31 de janeiro de 2025

O governo deve intervir para conter a inflação dos alimentos? SIM

É possível baixar tarifas de importação sobre bens agrícolas, aumentando a oferta externa, e direcionar empréstimos e incentivos fiscais a produtores

Paulo Nogueira Batista Jr.
Economista, foi vice-presidente do Novo Banco de Desenvolvimento, estabelecido pelo Brics; autor de "Estilhaços" (ed. Contracorrente)

Folha de S.Paulo

A inflação dos alimentos tem sido bem superior à inflação geral desde a pandemia de Covid-19. Isso onera, sobretudo, os mais pobres, que dedicam uma parte maior da sua renda ao consumo de alimentos. A alta desses preços tende a reduzir os salários reais e a concentrar a renda nacional.

Em sua maioria, os indicadores macroeconômicos e sociais foram bons nos dois primeiros anos do governo Lula (PT). Esses resultados vêm sendo ofuscados, entretanto, pela alta dos alimentos, provocando insatisfação generalizada —o que já se reflete, ao que parece, em perda de apoio ao governo.

Consumidora observa preços em supermercado no bairro da Mooca, em São Paulo - Adriano Vizoni - 24.set.24/Folhapress

Note-se que esse quadro lembra o dos Estados Unidos. O governo Joe Biden também apresentava, em termos gerais, bons resultados macroeconômicos. Subiam, porém, e de modo acentuado, os preços dos alimentos. Questionado logo após a eleição sobre qual teria sido a causa da sua vitória, Donald Trump foi direto, como sempre: "The prices of groceries" ("Os preços dos alimentos").

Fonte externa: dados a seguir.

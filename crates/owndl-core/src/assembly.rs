//! Media assembly engine
//!
//! Turns a decoded worker reply into chat deliveries: media groups capped at
//! the surface limits, one attribution caption on the very first item, text
//! overflow sent after the media, and cleanup of local files once their group
//! was delivered.

use crate::config::DeliveryLimits;
use crate::delivery::{ChatAction, ChatDelivery, MediaKind, OutboundMedia};
use crate::preferences::PreferenceStore;
use crate::protocol::{MediaItem, MediaSource};
use crate::registry::ChatContext;
use crate::utils::{file_name, remove_file_if_exists, split_caption, split_text};
use std::path::PathBuf;
use std::sync::Arc;
use tracing::{debug, error, info, warn};

/// Notice sent when local files arrive but only the official API is available.
pub const LOCAL_UPLOAD_UNAVAILABLE: &str =
    "Error: Downloading this content is not possible without a local Telegram server.";

/// Notice sent for a local file that vanished before delivery.
#[must_use]
pub fn file_not_found_notice(name: &str) -> String {
    format!("Error: File not found: {name}")
}

/// Builds the attribution text for a delivery.
///
/// Text and signature are joined by a blank line; with the signature off only
/// the text remains. Returns `None` when there is nothing to show.
#[must_use]
pub fn compose_attribution(text: Option<&str>, sender: &str, signature: bool) -> Option<String> {
    let text = text.filter(|t| !t.is_empty());
    match (text, signature) {
        (Some(text), true) => Some(format!("{text}\n\nSent by {sender}")),
        (Some(text), false) => Some(text.to_string()),
        (None, true) => Some(format!("Sent by {sender}")),
        (None, false) => None,
    }
}

/// Summary of one assembly run.
#[derive(Debug, Clone, Default, PartialEq, Eq)]
pub struct AssemblyReport {
    /// Media groups the platform confirmed.
    pub batches_sent: usize,
    /// Media groups that failed or came back empty.
    pub batches_failed: usize,
    /// Local files removed after delivery.
    pub files_deleted: usize,
    /// Text messages delivered (captions overflow or text-only replies).
    pub text_messages: usize,
    /// Error notices sent to the chat.
    pub notices: usize,
}

struct Prepared {
    media: Vec<OutboundMedia>,
    text: Option<String>,
    rejected_local: bool,
}

/// Delivers decoded worker replies to a chat.
pub struct MediaAssembler {
    delivery: Arc<dyn ChatDelivery>,
    preferences: Arc<dyn PreferenceStore>,
    limits: DeliveryLimits,
    local_uploads: bool,
}

impl MediaAssembler {
    /// Create an assembler.
    ///
    /// `local_uploads` tells whether the delivery backend accepts local files.
    #[must_use]
    pub fn new(
        delivery: Arc<dyn ChatDelivery>,
        preferences: Arc<dyn PreferenceStore>,
        limits: DeliveryLimits,
        local_uploads: bool,
    ) -> Self {
        Self {
            delivery,
            preferences,
            limits,
            local_uploads,
        }
    }

    /// Delivers `items` to the chat of `context`.
    ///
    /// Failures are logged and never abort the remaining deliveries.
    pub async fn deliver(&self, context: &ChatContext, items: Vec<MediaItem>) -> AssemblyReport {
        let mut report = AssemblyReport::default();
        let chat_id = context.chat_id;
        let signature = self.preferences.signature_enabled(chat_id).await;
        let prepared = self.prepare(chat_id, items, &mut report).await;

        if prepared.media.is_empty() {
            if prepared.rejected_local {
                self.notify(chat_id, LOCAL_UPLOAD_UNAVAILABLE, &mut report)
                    .await;
            }
            if prepared.text.as_deref().is_some_and(|t| !t.is_empty()) {
                let body =
                    compose_attribution(prepared.text.as_deref(), &context.sender, signature)
                        .unwrap_or_default();
                self.action(chat_id, ChatAction::Typing).await;
                self.send_chunks(chat_id, &body, &mut report).await;
            }
            return report;
        }

        let first_action = match prepared.media.first().map(|m| m.kind) {
            Some(MediaKind::Video) => ChatAction::UploadVideo,
            _ => ChatAction::UploadPhoto,
        };
        self.action(chat_id, first_action).await;

        if prepared.rejected_local {
            self.notify(chat_id, LOCAL_UPLOAD_UNAVAILABLE, &mut report)
                .await;
        }

        let attribution =
            compose_attribution(prepared.text.as_deref(), &context.sender, signature);
        let (caption, leftover) = match attribution {
            Some(text) => {
                let (caption, leftover) = split_caption(&text, self.limits.max_caption_len);
                (Some(caption), leftover)
            }
            None => (None, None),
        };

        let deletable = self
            .send_batches(chat_id, prepared.media, caption, &mut report)
            .await;

        if let Some(leftover) = leftover {
            self.send_chunks(chat_id, &leftover, &mut report).await;
        }

        report.files_deleted = delete_files(&deletable).await;
        info!(
            chat_id,
            batches_sent = report.batches_sent,
            batches_failed = report.batches_failed,
            files_deleted = report.files_deleted,
            "Media delivered"
        );
        report
    }

    async fn prepare(
        &self,
        chat_id: i64,
        items: Vec<MediaItem>,
        report: &mut AssemblyReport,
    ) -> Prepared {
        let mut prepared = Prepared {
            media: Vec::new(),
            text: None,
            rejected_local: false,
        };

        for item in items {
            let (kind, source) = match item {
                MediaItem::Text(content) => {
                    // Last text item wins
                    prepared.text = Some(content);
                    continue;
                }
                MediaItem::Photo(source) => (MediaKind::Photo, source),
                MediaItem::Video(source) => (MediaKind::Video, source),
            };

            if let MediaSource::Local(path) = &source {
                if !self.local_uploads {
                    debug!(chat_id, path = %path.display(), "Dropping local item, no local backend");
                    prepared.rejected_local = true;
                    continue;
                }
                if !tokio::fs::try_exists(path).await.unwrap_or(false) {
                    warn!(chat_id, path = %path.display(), "Local file not found");
                    let notice = file_not_found_notice(&file_name(path));
                    self.notify(chat_id, &notice, report).await;
                    continue;
                }
            }

            prepared.media.push(OutboundMedia {
                kind,
                source,
                caption: None,
            });
        }

        prepared
    }

    /// Sends media groups in order and returns the local files of every group
    /// the platform confirmed.
    async fn send_batches(
        &self,
        chat_id: i64,
        media: Vec<OutboundMedia>,
        caption: Option<String>,
        report: &mut AssemblyReport,
    ) -> Vec<PathBuf> {
        let group_size = self.limits.max_media_per_group.max(1);
        let mut deletable = Vec::new();
        let mut caption = caption;

        for (index, batch) in media.chunks(group_size).enumerate() {
            let mut batch = batch.to_vec();
            if let Some(first) = batch.first_mut() {
                first.caption = caption.take();
            }
            let locals: Vec<PathBuf> = batch
                .iter()
                .filter_map(|m| m.source.local_path().cloned())
                .collect();

            match self.delivery.send_media_group(chat_id, batch).await {
                Ok(count) if count > 0 => {
                    report.batches_sent += 1;
                    deletable.extend(locals);
                }
                Ok(_) => {
                    report.batches_failed += 1;
                    warn!(chat_id, batch = index, "Media group returned no messages, keeping files");
                }
                Err(e) => {
                    report.batches_failed += 1;
                    error!(chat_id, batch = index, error = %e, "Failed to send media group");
                }
            }
        }

        deletable
    }

    async fn send_chunks(&self, chat_id: i64, text: &str, report: &mut AssemblyReport) {
        for chunk in split_text(text, self.limits.max_text_len) {
            if let Err(e) = self.delivery.send_text(chat_id, &chunk).await {
                error!(chat_id, error = %e, "Failed to send text, dropping remaining chunks");
                return;
            }
            report.text_messages += 1;
        }
    }

    async fn notify(&self, chat_id: i64, notice: &str, report: &mut AssemblyReport) {
        match self.delivery.send_text(chat_id, notice).await {
            Ok(()) => report.notices += 1,
            Err(e) => warn!(chat_id, error = %e, "Failed to send notice"),
        }
    }

    async fn action(&self, chat_id: i64, action: ChatAction) {
        if let Err(e) = self.delivery.send_chat_action(chat_id, action).await {
            debug!(chat_id, error = %e, "Failed to send chat action");
        }
    }
}

async fn delete_files(paths: &[PathBuf]) -> usize {
    let mut deleted = 0;
    for path in paths {
        match remove_file_if_exists(path).await {
            Ok(true) => deleted += 1,
            Ok(false) => debug!(path = %path.display(), "File already gone"),
            Err(e) => warn!(path = %path.display(), error = %e, "Failed to delete file"),
        }
    }
    deleted
}
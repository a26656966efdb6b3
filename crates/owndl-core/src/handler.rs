//! Response protocol handler
//!
//! Decodes one worker reply and routes it to the assembly engine or the
//! error path. The relay never retries.

use crate::assembly::{AssemblyReport, MediaAssembler};
use crate::delivery::ChatDelivery;
use crate::protocol::{decode_reply, WorkerReply};
use crate::registry::{ConnectionId, ConnectionRegistry};
use std::sync::Arc;
use tracing::{error, info, warn};

/// What happened to a reply.
#[derive(Debug, Clone, PartialEq, Eq)]
pub enum HandleOutcome {
    /// Media or text was handed to the assembly engine.
    Delivered(AssemblyReport),
    /// An error reply was relayed to the chat.
    ErrorRelayed,
    /// Valid JSON of an unknown shape; ignored.
    Unsupported,
    /// No chat context is recorded for the connection; reply discarded.
    Undeliverable,
    /// The payload could not be decoded; reply discarded.
    Malformed,
}

/// Handles replies arriving on worker connections.
pub struct ResponseHandler {
    registry: Arc<ConnectionRegistry>,
    assembler: Arc<MediaAssembler>,
    delivery: Arc<dyn ChatDelivery>,
}

impl ResponseHandler {
    /// Create a handler.
    #[must_use]
    pub fn new(
        registry: Arc<ConnectionRegistry>,
        assembler: Arc<MediaAssembler>,
        delivery: Arc<dyn ChatDelivery>,
    ) -> Self {
        Self {
            registry,
            assembler,
            delivery,
        }
    }

    /// Processes one raw reply from connection `id`.
    pub async fn handle(&self, id: ConnectionId, raw: &str) -> HandleOutcome {
        let reply = match decode_reply(raw) {
            Ok(reply) => reply,
            Err(e) => {
                warn!(connection = %id, error = %e, "Failed to decode worker reply");
                return HandleOutcome::Malformed;
            }
        };

        if reply == WorkerReply::Unsupported {
            warn!(connection = %id, "Unsupported reply from worker");
            return HandleOutcome::Unsupported;
        }

        let Some(context) = self.registry.resolve(id).await else {
            warn!(connection = %id, "Reply without chat context, discarding");
            return HandleOutcome::Undeliverable;
        };

        match reply {
            WorkerReply::Media(items) => {
                info!(connection = %id, chat_id = context.chat_id, items = items.len(), "Media reply received");
                let report = self.assembler.deliver(&context, items).await;
                HandleOutcome::Delivered(report)
            }
            WorkerReply::Error { message, details } => {
                warn!(
                    connection = %id,
                    chat_id = context.chat_id,
                    details = details.as_deref().unwrap_or_default(),
                    "Worker reported error: {message}"
                );
                if let Err(e) = self.delivery.send_text(context.chat_id, &message).await {
                    error!(chat_id = context.chat_id, error = %e, "Failed to relay worker error");
                }
                HandleOutcome::ErrorRelayed
            }
            WorkerReply::Unsupported => HandleOutcome::Unsupported,
        }
    }
}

O que vem provocando essa inflação dos alimentos no Brasil? Não parece plausível atribuí-la a uma alta generalizada da demanda. As causas estão do lado da oferta. Choques climáticos (enchentes e secas), por um lado. E alta do dólar, por outro. O clima adverso reduz a produção; e o dólar mais caro aumenta os preços em reais dos bens agrícolas transacionáveis internacionalmente (importados e exportáveis).

O governo pode assistir de braços cruzados ao aumento desse componente básico do custo de vida dos mais pobres? Pode aguardar passivamente que a oferta e a demanda de mercado respondam à alta dos preços relativos? Não parece recomendável. A resposta do mercado costuma ser proibitivamente demorada, isto é, as elasticidades-preço da demanda e da oferta são provavelmente baixas, em especial no curto prazo.

O que fazer? Há diversos instrumentos de que o governo pode lançar mão. Um deles, já acionado, é trabalhar para que o dólar continue a ceder, revertendo os exageros do final do ano passado. Ainda do lado do setor externo, existe a possibilidade de baixar tarifas de importação sobre bens agrícolas, aumentando a oferta externa. A queda do dólar junto com a das tarifas traria uma diminuição do nível dos preços de alimentos.

No que diz respeito à oferta doméstica, uma possibilidade é direcionar empréstimos e incentivos fiscais a produtores agrícolas. Mobilizar o Banco do Brasil e outras instituições financeiras para reforçar o crédito à agricultura de alimentos é um caminho de tipo tradicional. E o tão temido impacto de incentivos (e das menores tarifas de importação) sobre o resultado primário das contas públicas poderia ser compensado por medidas de aumento de outras receitas ou de diminuição do gasto, abrindo espaço para essa renúncia fiscal de caráter prioritário.

De forma mais permanente, parece indispensável retomar e reforçar a política de estoques reguladores dos principais mercados de bens agrícolas. A função desses estoques é conhecida: nos momentos de inflação dos alimentos, os estoques são desovados para reduzir preços; nos momentos de baixa, são recompostos para conter a queda e seus efeitos sobre a renda dos produtores.

Todas essas alternativas têm os seus custos e podem ser aplicadas de forma distorcida ou ineficiente. Nenhuma delas, entretanto, é revolucionária ou desconhecida dos gestores da política econômica. Aplicadas criteriosamente, podem ter efeito importante sobre o custo de vida e o bem-estar da maioria dos brasileiros.